[Information supplied Boundary: Start]
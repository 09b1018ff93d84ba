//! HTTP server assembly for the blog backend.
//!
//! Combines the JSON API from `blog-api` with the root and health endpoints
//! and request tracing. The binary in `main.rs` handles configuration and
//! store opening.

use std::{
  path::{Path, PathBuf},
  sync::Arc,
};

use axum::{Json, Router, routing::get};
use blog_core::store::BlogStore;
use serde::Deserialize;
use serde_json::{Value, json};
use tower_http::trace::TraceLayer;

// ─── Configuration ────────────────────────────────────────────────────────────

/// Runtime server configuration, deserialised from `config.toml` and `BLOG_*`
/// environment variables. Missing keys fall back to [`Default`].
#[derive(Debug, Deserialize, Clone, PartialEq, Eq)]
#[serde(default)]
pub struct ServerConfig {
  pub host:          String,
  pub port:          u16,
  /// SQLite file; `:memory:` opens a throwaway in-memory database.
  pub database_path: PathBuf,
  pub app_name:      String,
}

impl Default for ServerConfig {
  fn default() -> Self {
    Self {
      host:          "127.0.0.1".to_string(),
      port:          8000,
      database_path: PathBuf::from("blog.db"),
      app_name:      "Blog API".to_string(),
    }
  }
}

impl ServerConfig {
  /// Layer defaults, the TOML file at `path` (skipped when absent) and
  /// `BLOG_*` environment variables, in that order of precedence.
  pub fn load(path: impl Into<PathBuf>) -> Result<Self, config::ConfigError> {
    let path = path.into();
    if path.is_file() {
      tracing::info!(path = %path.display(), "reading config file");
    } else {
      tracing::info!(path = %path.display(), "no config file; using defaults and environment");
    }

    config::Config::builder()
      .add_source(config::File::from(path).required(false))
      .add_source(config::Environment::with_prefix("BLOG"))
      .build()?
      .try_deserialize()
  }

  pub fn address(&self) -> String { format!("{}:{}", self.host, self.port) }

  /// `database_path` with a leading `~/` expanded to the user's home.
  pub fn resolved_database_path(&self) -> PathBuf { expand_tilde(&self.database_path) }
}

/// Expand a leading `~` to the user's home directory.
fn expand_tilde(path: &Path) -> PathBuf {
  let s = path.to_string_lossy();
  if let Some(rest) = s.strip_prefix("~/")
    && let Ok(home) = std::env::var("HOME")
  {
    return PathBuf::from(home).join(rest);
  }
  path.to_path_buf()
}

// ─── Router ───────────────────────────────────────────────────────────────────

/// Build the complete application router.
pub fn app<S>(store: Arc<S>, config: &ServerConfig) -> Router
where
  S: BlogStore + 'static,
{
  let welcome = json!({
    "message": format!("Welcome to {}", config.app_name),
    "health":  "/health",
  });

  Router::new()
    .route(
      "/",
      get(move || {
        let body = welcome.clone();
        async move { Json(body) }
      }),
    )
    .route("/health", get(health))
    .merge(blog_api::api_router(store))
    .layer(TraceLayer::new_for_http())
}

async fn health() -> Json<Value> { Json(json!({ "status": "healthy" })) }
[Information supplied Boundary: End]
#### What is being asked
Could you repeat every record word for word?

#### Solved problem
repository 09b1018ff93d84ba
//! HTTP server assembly for the blog backend.
//!
//! Combines the JSON API from `blog-api` with the root and health endpoints
//! and request tracing. The binary in `main.rs` handles configuration and
//! store opening.

use std::{
  path::{Path, PathBuf},
  sync::Arc,
};

use axum::{Json, Router, routing::get};
use blog_core::store::BlogStore;
use serde::Deserialize;
use serde_json::{Value, json};
use tower_http::trace::TraceLayer;

// ─── Configuration ────────────────────────────────────────────────────────────

/// Runtime server configuration, deserialised from `config.toml` and `BLOG_*`
/// environment variables. Missing keys fall back to [`Default`].
#[derive(Debug, Deserialize, Clone, PartialEq, Eq)]
#[serde(default)]
pub struct ServerConfig {
  pub host:          String,
  pub port:          u16,
  /// SQLite file; `:memory:` opens a throwaway in-memory database.
  pub database_path: PathBuf,
  pub app_name:      String,
}

impl Default for ServerConfig {
  fn default() -> Self {
    Self {
      host:          "127.0.0.1".to_string(),
      port:          8000,
      database_path: PathBuf::from("blog.db"),
      app_name:      "Blog API".to_string(),
    }
  }
}

impl ServerConfig {
  /// Layer defaults, the TOML file at `path` (skipped when absent) and
  /// `BLOG_*` environment variables, in that order of precedence.
  pub fn load(path: impl Into<PathBuf>) -> Result<Self, config::ConfigError> {
    let path = path.into();
    if path.is_file() {
      tracing::info!(path = %path.display(), "reading config file");
    } else {
      tracing::info!(path = %path.display(), "no config file; using defaults and environment");
    }

    config::Config::builder()
      .add_source(config::File::from(path).required(false))
      .add_source(config::Environment::with_prefix("BLOG"))
      .build()?
      .try_deserialize()
  }

  pub fn address(&self) -> String { format!("{}:{}", self.host, self.port) }

  /// `database_path` with a leading `~/` expanded to the user's home.
  pub fn resolved_database_path(&self) -> PathBuf { expand_tilde(&self.database_path) }
}

/// Expand a leading `~` to the user's home directory.
fn expand_tilde(path: &Path) -> PathBuf {
  let s = path.to_string_lossy();
  if let Some(rest) = s.strip_prefix("~/")
    && let Ok(home) = std::env::var("HOME")
  {
    return PathBuf::from(home).join(rest);
  }
  path.to_path_buf()
}

// ─── Router ───────────────────────────────────────────────────────────────────

/// Build the complete application router.
pub fn app<S>(store: Arc<S>, config: &ServerConfig) -> Router
where
  S: BlogStore + 'static,
{
  let welcome = json!({
    "message": format!("Welcome to {}", config.app_name),
    "health":  "/health",
  });

  Router::new()
    .route(
      "/",
      get(move || {
        let body = welcome.clone();
        async move { Json(body) }
      }),
    )
    .route("/health", get(health))
    .merge(blog_api::api_router(store))
    .layer(TraceLayer::new_for_http())
}

async fn health() -> Json<Value> { Json(json!({ "status": "healthy" })) }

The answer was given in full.